Par acte du 2 janvier 2026, M. [W] a fait délivrer à la société Oscarbnb un commandement de payer la somme de 10.231,80 euros en principal, visant la clause résolutoire stipulée au contrat de bail.
Se prévalant de l’acquisition de la clause résolutoire, M. [V] [W] a, par acte du 10 février 2026, assigné la société Oscarbnb devant le président du tribunal judiciaire de Paris, statuant en référé, aux fins de voir :
— constater l’acquisition de la clause résolutoire du bail à compter du 2 février 2026 et ordonner l’expulsion de la défenderesse ainsi que celle de tous occupants de son chef des lieux loués, avec le concours de la force publique si besoin est ;
— condamner la défenderesse au paiement de la somme provisionnelle de 14.681,80 euros en deniers ou quittances au titre des loyers, charges et indemnités d’occupation dus au 6 février 2026 inclus, avec intérêts au taux contractuel à compter de l’assignation et capitalisation de ces intérêts conformément aux dispositions de l’article 1343-2 du code civil ;
— condamner la défenderesse au paiement d’une indemnité d’occupation provisionnelle égale au montant du loyer mensuel conventionnel augmenté des charges et accessoires à compter du 2 février 2026 et jusqu’à la libération effective des lieux ;
— condamner la défenderesse au paiement de la somme de 2.500 euros au titre des dispositions de l’article 700 du code de procédure civile ainsi qu’aux entiers dépens, dont le coût du commandement de payer et des états d’endettement.

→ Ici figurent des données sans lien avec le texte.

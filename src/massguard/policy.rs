//! Named fieldsets per entity type.
//!
//! The registry is filled once at startup through `&mut self` and then only
//! read, so it can be shared by reference across any number of threads.

use crate::attributes::WhitelistSpec;
use crate::error::{GuardError, Result};
use std::collections::BTreeMap;

/// Fieldsets keyed by entity type, then by fieldset name.
#[derive(Debug, Clone, Default)]
pub struct PolicyRegistry {
    fieldsets: BTreeMap<String, BTreeMap<String, WhitelistSpec>>,
}

impl PolicyRegistry {
    pub fn new() -> Self {
        Self::default()
    }

    /// Store `spec` under `fieldset` for `entity_type`.
    ///
    /// Re-registering a name replaces the previous spec.
    pub fn register(
        &mut self,
        entity_type: impl Into<String>,
        fieldset: impl Into<String>,
        spec: WhitelistSpec,
    ) -> Result<()> {
        let entity_type = entity_type.into();
        let fieldset = fieldset.into();
        if entity_type.is_empty() {
            return Err(GuardError::InvalidSpec("empty entity type name".into()));
        }
        if fieldset.is_empty() {
            return Err(GuardError::InvalidSpec(format!(
                "empty fieldset name for {}",
                entity_type
            )));
        }
        self.fieldsets
            .entry(entity_type)
            .or_default()
            .insert(fieldset, spec);
        Ok(())
    }

    /// Look up a fieldset. Names match exactly.
    pub fn resolve(&self, entity_type: &str, fieldset: &str) -> Option<&WhitelistSpec> {
        self.fieldsets.get(entity_type)?.get(fieldset)
    }

    /// Registered fieldset names for an entity type, sorted.
    pub fn fieldsets(&self, entity_type: &str) -> Vec<&str> {
        self.fieldsets
            .get(entity_type)
            .map(|sets| sets.keys().map(String::as_str).collect())
            .unwrap_or_default()
    }

    /// Entity types with at least one fieldset, sorted.
    pub fn entity_types(&self) -> Vec<&str> {
        self.fieldsets.keys().map(String::as_str).collect()
    }
}

/// How the caller names the whitelist for a filter call.
#[derive(Debug, Clone, PartialEq, Eq)]
pub enum FieldsetSelector {
    /// A fieldset registered for the entity type. Its name is also used to
    /// pick fieldsets on associated types reached through a bare grant.
    Named(String),

    /// An ad hoc spec supplied with the call.
    Literal(WhitelistSpec),
}

impl FieldsetSelector {
    pub fn named(name: impl Into<String>) -> Self {
        FieldsetSelector::Named(name.into())
    }
}

impl From<&str> for FieldsetSelector {
    fn from(name: &str) -> Self {
        FieldsetSelector::Named(name.to_string())
    }
}

impl From<String> for FieldsetSelector {
    fn from(name: String) -> Self {
        FieldsetSelector::Named(name)
    }
}

impl From<WhitelistSpec> for FieldsetSelector {
    fn from(spec: WhitelistSpec) -> Self {
        FieldsetSelector::Literal(spec)
    }
}

#[cfg(test)]
mod tests {
    use super::*;

    fn registry() -> PolicyRegistry {
        let mut registry = PolicyRegistry::new();
        registry
            .register("Student", "student", WhitelistSpec::from_names(["preferred_name"]))
            .unwrap();
        registry
            .register("Student", "administrator", WhitelistSpec::from_names(["full_name"]))
            .unwrap();
        registry
    }

    #[test]
    fn resolve_registered_fieldset() {
        let registry = registry();
        let spec = registry.resolve("Student", "student").unwrap();
        assert!(spec.contains("preferred_name"));
    }

    #[test]
    fn resolve_unknown_returns_none() {
        let registry = registry();
        assert!(registry.resolve("Student", "janitor").is_none());
        assert!(registry.resolve("Grade", "student").is_none());
    }

    #[test]
    fn names_are_exact() {
        let registry = registry();
        assert!(registry.resolve("Student", "Student").is_none());
        assert!(registry.resolve("student", "student").is_none());
    }

    #[test]
    fn reregistering_overwrites() {
        let mut registry = registry();
        registry
            .register("Student", "student", WhitelistSpec::from_names(["nickname"]))
            .unwrap();

        let spec = registry.resolve("Student", "student").unwrap();
        assert!(spec.contains("nickname"));
        assert!(!spec.contains("preferred_name"));
    }

    #[test]
    fn lists_fieldsets_and_types() {
        let registry = registry();
        assert_eq!(registry.fieldsets("Student"), vec!["administrator", "student"]);
        assert!(registry.fieldsets("Grade").is_empty());
        assert_eq!(registry.entity_types(), vec!["Student"]);
    }

    #[test]
    fn empty_names_are_rejected() {
        let mut registry = PolicyRegistry::new();
        assert!(registry.register("", "student", WhitelistSpec::new()).is_err());
        assert!(registry.register("Student", "", WhitelistSpec::new()).is_err());
    }

    #[test]
    fn selector_conversions() {
        assert_eq!(
            FieldsetSelector::from("student"),
            FieldsetSelector::Named("student".into())
        );
        let spec = WhitelistSpec::from_names(["a"]);
        assert_eq!(
            FieldsetSelector::from(spec.clone()),
            FieldsetSelector::Literal(spec)
        );
    }
}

A l’audience du 15 avril 2026, le demandeur maintient ses demandes dans les termes de son assignation.
La défenderesse, régulièrement assignée à personne morale, n’est pas représentée.
Conformément aux dispositions des articles 455 et 446-1 du code de procédure civile, il est renvoyé à l’acte introductif d’instance pour un plus ample exposé des faits, de la procédure et des moyens.
MOTIFS
Sur la demande de constat de l’acquisition de la clause résolutoire du bail
Aux termes de l’article 835 du code de procédure civile, le président du tribunal judiciaire peut toujours, même en présence d’une contestation sérieuse, prescrire en référé les mesures conservatoires ou de remise en état qui s’imposent, soit pour prévenir un dommage imminent, soit pour faire cesser un trouble manifestement illicite ; dans les cas où l’existence de l’obligation n’est pas sérieusement contestable, il peut accorder une provision au créancier ou ordonner l’exécution de l’obligation même s’il s’agit d’une obligation de faire.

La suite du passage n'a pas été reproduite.